Leclanché S.A.
- Company type: Private
- ISIN: CH0110303119
- Founded: 1909; 117 years ago
- Headquarters: Yverdon-les-Bains, Switzerland
- Key people: Pierre Blanc (CEO), Alexander Rhea (Chairman),
- Products: Lithium-ion cells for large industrial e-mobility applications and energy storage solutions
- Revenue: CHF20M (2022)
- Operating income: CHF85M (2022)
- Number of employees: 357 (2023)
- Website: www.leclanche.com

= Leclanché =

Leclanché is a Swiss lithium-ion cells and related technologies manufacturer founded in 1909. It currently employs over 350 staff and is listed on the SIX Swiss Exchange (ticker symbol "LECN"). The company has its headquarters in Yverdon-les-Bains, Switzerland and production facilities in Willstätt in the state of Baden-Württemberg, Germany. Leclanché is the only listed pure play energy storage company in the world.
== History ==
Leclanché was founded in 1909 in Yverdon-les-Bains in the Swiss canton of Vaud. The company is named after the Leclanché cell invented and patented by the French scientist Georges Leclanché in 1866. Through the integration of a spin-off from the German research organization Fraunhofer-Gesellschaft in 2006, the company pivoted from a traditional battery manufacturer to become a developer and manufacturer of lithium-ion cells.
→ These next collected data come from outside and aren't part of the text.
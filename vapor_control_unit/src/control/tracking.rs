//! Proportional setpoint tracking.
//!
//! Each actuator tracks its own process variable around the neutral
//! point: positive error (target above current value) pushes the valve
//! below neutral to build pressure and the heater above neutral to add
//! heat. Output is always clamped to [0,100] %, so the response is
//! monotonic in the error and bounded regardless of gain.

use vapor_common::consts::ACTUATOR_NEUTRAL_PCT;
use vapor_common::process::clamp_pct;

/// Valve command [%] tracking a pressure setpoint [kPa].
///
/// `valve = 50 − gain·(setpoint − measured)`: the valve opens past
/// neutral to vent when pressure is above target and closes below
/// neutral to build when it is under. Non-finite inputs collapse to
/// zero error (neutral).
#[inline]
pub fn track_valve(setpoint_kpa: f64, pressure_kpa: f64, gain_pct_per_kpa: f64) -> f64 {
    let error = setpoint_kpa - pressure_kpa;
    if !error.is_finite() {
        return ACTUATOR_NEUTRAL_PCT;
    }
    clamp_pct(ACTUATOR_NEUTRAL_PCT - gain_pct_per_kpa * error)
}

/// Heater command [%] tracking a temperature setpoint [°C].
///
/// `heater = 50 + gain·(setpoint − measured)`. Non-finite inputs
/// collapse to zero error (neutral).
#[inline]
pub fn track_heater(setpoint_c: f64, temperature_c: f64, gain_pct_per_c: f64) -> f64 {
    let error = setpoint_c - temperature_c;
    if !error.is_finite() {
        return ACTUATOR_NEUTRAL_PCT;
    }
    clamp_pct(ACTUATOR_NEUTRAL_PCT + gain_pct_per_c * error)
}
In 2017, the company announced a trial to install energy storage batteries at sites owned by Dutch charging station operator Fastned.

Since 2020, the company has been quite active in the production of heavy duty industrial battery packs for usage in rail, marine and heavy-duty ground vehicles applications.

As of 2021, Leclanché was producing about 400,000 cells (pouch/flat cells) per year.

== Technology ==
Through a licensed ceramic separator technology and focus on lithium–titanate technology, Leclanché manufactures large-format lithium-ion cells. At the end of the second quarter 2012, Leclanché started operations of its first production line with an installed annual capacity of up to 76 MWh in lithium titanate cells.